В конце прошлого года мне довелось побывать в ФРГ, и там я услышал трагическую историю: одна немецкая семья выехала из Советского Союза, в семье был мальчик, подросток, который родился, вырос и выучился у нас. Этот мальчик, привыкший к нашей жизни и как бы с корнем вырванный родителями из советской почвы, не смог жить в совершенно иных условиях – он покончил жизнь самоубийством. Трагический этот факт свидетельствует: уже сама атмосфера наша, сами отношения, тот дух коллективизма, который выработан страной и часто даже не замечаем – именно в силу его естественности, – живителен, жизнен, необходим.
Однако мало уповать только на это.
Дух и атмосфера не рождаются сами по себе, они есть следствие правил, выработанных в веках народной моралью и входящих в нерасторжимый сплав с высшими критериями коммунистической нравственности. Фиксатором, пропагандистом, проповедником этих правил являются литература и искусство, особенно посвященные юным. Но здесь множество нереализованных возможностей, особенно когда мы говорим о воспитании нравственности! Ребенку нужен свод первичных правил жизни, высказанных в ненавязчивой форме. Ведь нравственность не есть нечто вообще, неясно-неопределенное, красиво-возвышенное, благородно-хорошее. Она, вероятно, легко расчленима, особенно если размышлять об этой категории применительно к малым людям.
С грустью и сожалением приходится наблюдать, что не только подростки. но и самые малые дети часто душевно неграмотны, бывают жестоки, эгоистичны, бесчувственны, равнодушны к самым близким людям, страдают мимикрией многих и многих нравственных понятий. Во множестве случаев они не виноваты в этом. Точнее, виноваты не только они. В школе об этом говорят мало, дома совсем не говорят, на улице можно скорее получить иные знания и примеры. И вот уже общее отходит на второй план перед личным, рушится товарищество, растет эгоцентризм, цинизм.
Вообще, мне кажется, в борьбе за знания – а уровень знаний поднимается все выше и выше – происходят значительные издержки. Заботясь о знаниях, мы ставим воспитание чувств на второе место. Но что стоит бесчувственный знаток? Разве это наш идеал – бессердечный специалист? Умник без души? Прагматик без доброты?

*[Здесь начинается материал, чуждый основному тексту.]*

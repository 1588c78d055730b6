//! The operation dispatcher.
//!
//! [`Dispatcher`] is the single owner of all mutable engine state in a
//! document context: the dispatch table, the sequence detector, and the busy
//! flag. Host key events enter through [`key_down`](Dispatcher::key_down) /
//! [`key_up`](Dispatcher::key_up) / [`blur`](Dispatcher::blur); a matched
//! shortcut drives the full operation:
//!
//! 1. resolve the focused editable target (or the static page selection),
//! 2. capture a [`FieldSnapshot`] and the source text,
//! 3. await the transform collaborator, bounded by a fixed timeout,
//! 4. commit the result through the mutation pipeline,
//! 5. on any failure, restore the snapshot and surface one notification.
//!
//! Only one operation may be in flight at a time: the busy flag rejects new
//! triggers while one is pending, so two mutation pipelines can never race
//! on the same field. Every await re-resolves the focused target afterwards,
//! because the document may have changed while the operation was suspended.

use std::sync::atomic::{AtomicBool, Ordering};
use std::time::Duration;

use futures_util::future::BoxFuture;
use parking_lot::{Mutex, RwLock};

use lexibridge_core::{
    ConflictCheck, DispatchTable, Key, KeyDownOutcome, KeyPress, Modifiers, NormalizedShortcut,
    RegisteredAction, RegistryError, SequenceDetector,
};

use crate::config::EngineConfig;
use crate::error::{BridgeError, TransformError};
use crate::field::{
    self, DocumentScope, FieldSnapshot, Resolution, SelectionDirection, SelectionOffsets,
    WordDirection,
};
use crate::logging::targets;
use crate::mutation::{MutationPipeline, ReplaceScope};
use crate::wordsel;

/// Upper bound on a single transform, network-backed or not.
const TRANSFORM_TIMEOUT: Duration = Duration::from_secs(10);

/// The external transform collaborator.
///
/// Local transforms resolve their future immediately; network-backed ones
/// suspend. The dispatcher awaits both uniformly and applies the timeout
/// either way.
pub trait Transformer {
    /// Produce the replacement text for `text` under the given action.
    fn transform<'a>(
        &'a self,
        action: &RegisteredAction,
        text: String,
    ) -> BoxFuture<'a, Result<String, TransformError>>;
}

/// The user-notification collaborator.
pub trait Notifier {
    /// Surface a single human-readable failure message.
    fn error(&self, message: &str);

    /// Deliver a transform result that had nowhere to be written (static
    /// page selections are readable but not editable).
    fn result(&self, text: &str) {
        let _ = text;
    }
}

/// Whether the host should suppress its default handling of a key event.
#[derive(Debug, Clone, Copy, PartialEq, Eq)]
pub enum KeyDisposition {
    /// The engine consumed the event; suppress default handling.
    Handled,
    /// Not ours; let the host proceed.
    Pass,
}

/// Per-document operation dispatcher.
pub struct Dispatcher {
    table: RwLock<DispatchTable>,
    detector: Mutex<SequenceDetector>,
    extend_modifier: RwLock<Modifiers>,
    busy: AtomicBool,
    pipeline: MutationPipeline,
    transformer: Box<dyn Transformer>,
    notifier: Box<dyn Notifier>,
    transform_timeout: Duration,
    placeholder: Option<String>,
}

impl Dispatcher {
    /// Create a dispatcher from a validated configuration.
    pub fn new(
        config: &EngineConfig,
        transformer: Box<dyn Transformer>,
        notifier: Box<dyn Notifier>,
    ) -> Result<Self, RegistryError> {
        Ok(Self {
            table: RwLock::new(config.build_table()?),
            detector: Mutex::new(SequenceDetector::new()),
            extend_modifier: RwLock::new(config.extend_modifier.modifiers()),
            busy: AtomicBool::new(false),
            pipeline: MutationPipeline::new(),
            transformer,
            notifier,
            transform_timeout: TRANSFORM_TIMEOUT,
            placeholder: None,
        })
    }

    /// Replace the mutation pipeline (tests, unusual hosts).
    pub fn with_pipeline(mut self, pipeline: MutationPipeline) -> Self {
        self.pipeline = pipeline;
        self
    }

    /// Override the transform timeout.
    pub fn with_transform_timeout(mut self, timeout: Duration) -> Self {
        self.transform_timeout = timeout;
        self
    }

    /// Show an interim placeholder in the field while a transform is
    /// pending. The placeholder write is awaited to completion before the
    /// final result write begins.
    pub fn with_placeholder(mut self, text: impl Into<String>) -> Self {
        self.placeholder = Some(text.into());
        self
    }

    /// Whether an operation is currently in flight.
    pub fn is_busy(&self) -> bool {
        self.busy.load(Ordering::Acquire)
    }

    /// Rebuild the dispatch table and word-extension trigger from a new
    /// configuration. Resets any armed sequence.
    pub fn apply_config(&self, config: &EngineConfig) -> Result<(), RegistryError> {
        let table = config.build_table()?;
        *self.table.write() = table;
        *self.extend_modifier.write() = config.extend_modifier.modifiers();
        self.detector.lock().blur();
        Ok(())
    }

    /// Validate a candidate shortcut against the live table, for the
    /// settings UI.
    pub fn check_candidate(&self, candidate: &NormalizedShortcut) -> ConflictCheck {
        self.table.read().check_candidate(candidate)
    }

    /// Feed a key-up event.
    pub fn key_up(&self, key: Key) {
        self.detector.lock().key_up(key);
    }

    /// Feed a document blur.
    pub fn blur(&self) {
        self.detector.lock().blur();
    }

    /// Feed a key-down event.
    ///
    /// Returns [`KeyDisposition::Handled`] only when the event matched a
    /// registered shortcut or the word-extension trigger; arming a sequence
    /// does not suppress default handling.
    pub async fn key_down(
        &self,
        press: KeyPress,
        scope: &mut dyn DocumentScope,
    ) -> KeyDisposition {
        if press.modifiers == *self.extend_modifier.read() {
            let direction = match press.key {
                Key::ArrowRight => Some(WordDirection::Next),
                Key::ArrowLeft => Some(WordDirection::Previous),
                _ => None,
            };
            if let Some(direction) = direction {
                return match field::resolve_target(scope) {
                    Some(target) => {
                        wordsel::extend(target, direction);
                        KeyDisposition::Handled
                    }
                    None => KeyDisposition::Pass,
                };
            }
        }

        let outcome = {
            let table = self.table.read();
            self.detector.lock().key_down(press, &table)
        };

        match outcome {
            KeyDownOutcome::Dispatch(shortcut) => {
                let action = self.table.read().get(&shortcut).cloned();
                match action {
                    Some(action) => {
                        self.run_operation(action, scope).await;
                        KeyDisposition::Handled
                    }
                    None => KeyDisposition::Pass,
                }
            }
            KeyDownOutcome::Armed | KeyDownOutcome::Pass => KeyDisposition::Pass,
        }
    }

    /// Run one dispatched operation end to end, holding the busy flag.
    async fn run_operation(&self, action: RegisteredAction, scope: &mut dyn DocumentScope) {
        if self.busy.swap(true, Ordering::AcqRel) {
            tracing::debug!(
                target: targets::ENGINE,
                action = %action.display_name,
                "trigger rejected: an operation is already in flight"
            );
            return;
        }

        let outcome = self.operate(&action, scope).await;
        self.busy.store(false, Ordering::Release);

        if let Err(err) = outcome {
            tracing::warn!(
                target: targets::ENGINE,
                action = %action.display_name,
                error = %err,
                "operation failed"
            );
            self.notifier
                .error(&format!("{}: {err}", action.display_name));
        }
    }

    /// The single outer boundary of a dispatched action. Every transform and
    /// mutation failure funnels through the returned error; resolution
    /// failures are a silent no-op.
    async fn operate(
        &self,
        action: &RegisteredAction,
        scope: &mut dyn DocumentScope,
    ) -> Result<(), BridgeError> {
        let (source, snapshot, replace_scope) = match field::resolve(scope) {
            Resolution::None => return Ok(()),
            Resolution::StaticSelection(text) => {
                // Readable but not writable: transform and report.
                let result = self.run_transform(action, text).await?;
                self.notifier.result(&result);
                return Ok(());
            }
            Resolution::Editable(target) => {
                let snapshot = FieldSnapshot::capture(target);
                let selection = target.selection();
                if selection.is_collapsed() {
                    (target.text(), snapshot, ReplaceScope::FullText)
                } else {
                    (target.selected_text(), snapshot, ReplaceScope::Selection)
                }
            }
        };

        if source.is_empty() {
            return Ok(());
        }

        // Interim placeholder, fully awaited before the transform result may
        // be written: two interleaved in-flight writes would corrupt the
        // field.
        let mut placeholder_span = None;
        if let Some(placeholder) = &self.placeholder {
            if let Some(target) = field::resolve_target(scope) {
                match self.pipeline.commit(target, placeholder, replace_scope).await {
                    Ok(()) => {
                        let start = match replace_scope {
                            ReplaceScope::FullText => 0,
                            ReplaceScope::Selection => snapshot.selection().start(),
                        };
                        placeholder_span = Some((start, start + placeholder.chars().count()));
                    }
                    Err(err) => {
                        tracing::debug!(
                            target: targets::ENGINE,
                            error = %err,
                            "placeholder write failed; continuing without it"
                        );
                    }
                }
            }
        }

        let transformed = self.run_transform(action, source).await;

        // The operation was suspended: the focused target must be resolved
        // afresh before anything touches the document again.
        match (transformed, field::resolve_target(scope)) {
            (Ok(result), Some(target)) => {
                let commit_scope = match placeholder_span {
                    Some((start, end)) => {
                        target.set_selection(SelectionOffsets::new(
                            start,
                            end,
                            SelectionDirection::Forward,
                        ));
                        ReplaceScope::Selection
                    }
                    None => replace_scope,
                };
                match self.pipeline.commit(target, &result, commit_scope).await {
                    Ok(()) => Ok(()),
                    Err(err) => {
                        target.restore(&snapshot);
                        Err(err.into())
                    }
                }
            }
            (Ok(_), None) => Err(BridgeError::TargetLost),
            (Err(err), Some(target)) => {
                target.restore(&snapshot);
                Err(err.into())
            }
            (Err(err), None) => Err(err.into()),
        }
    }

    async fn run_transform(
        &self,
        action: &RegisteredAction,
        text: String,
    ) -> Result<String, TransformError> {
        match tokio::time::timeout(
            self.transform_timeout,
            self.transformer.transform(action, text),
        )
        .await
        {
            Ok(result) => result,
            Err(_) => Err(TransformError::TimedOut(self.transform_timeout)),
        }
    }
}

В пионерской дружине, в комсомольской группе ребята могут деятельно трудиться, выясняя, скажем, где живут ветераны войны и труда и чем они прославились. Но вот за что и при каких обстоятельствах получил боевой орден собственный дед – хоть убей, не знают. Начнешь стыдить – стыдятся. Спрашиваешь, почему сами-то спросить не догадались, – пожимают плечами. Но ежели это пожимание плечами перевести на язык истины, я думаю, перевод будет такой: слишком близко.
Слишком близко! Не печально ли это, не грустно ли, не страшно ли в конце концов?! Мы забываем говорить о тесности семейных уз, мы сплошь и рядом видим, как юные люди с зевотой разглядывают семейные альбомы, еще узнавая дедов и бабок, а уж о других поколениях не ведая ничего и не интересуясь ими абсолютно. Мы говорим о традициях – революционных, боевых, трудовых, и это благородно, правильно, воспитательно, но почему-то забываем при этом о традициях семейных. А ведь зная эти традиции, испытывая к ним живой интерес, и можно воспитать детей в революционном, боевом и трудовом духе, причем не менее предметно и точно, чем в наших замечательных общественных походах и поисках. По-моему, очень важно, чтобы в квартирах советских людей появились на стенах портреты, может быть, и не очень знаменитых, но оттого не менее дорогих пращуров – рабочих, крестьян, солдат, – присутствие которых в комнате может не только облагородить поведение молодых, но внушить им ту простую истину, что не с них, нет, не с них начинается мир, а они должны быть достойными продолжателями тех, кто был перед ними. Хороший способ и усовестить и облагородить личность!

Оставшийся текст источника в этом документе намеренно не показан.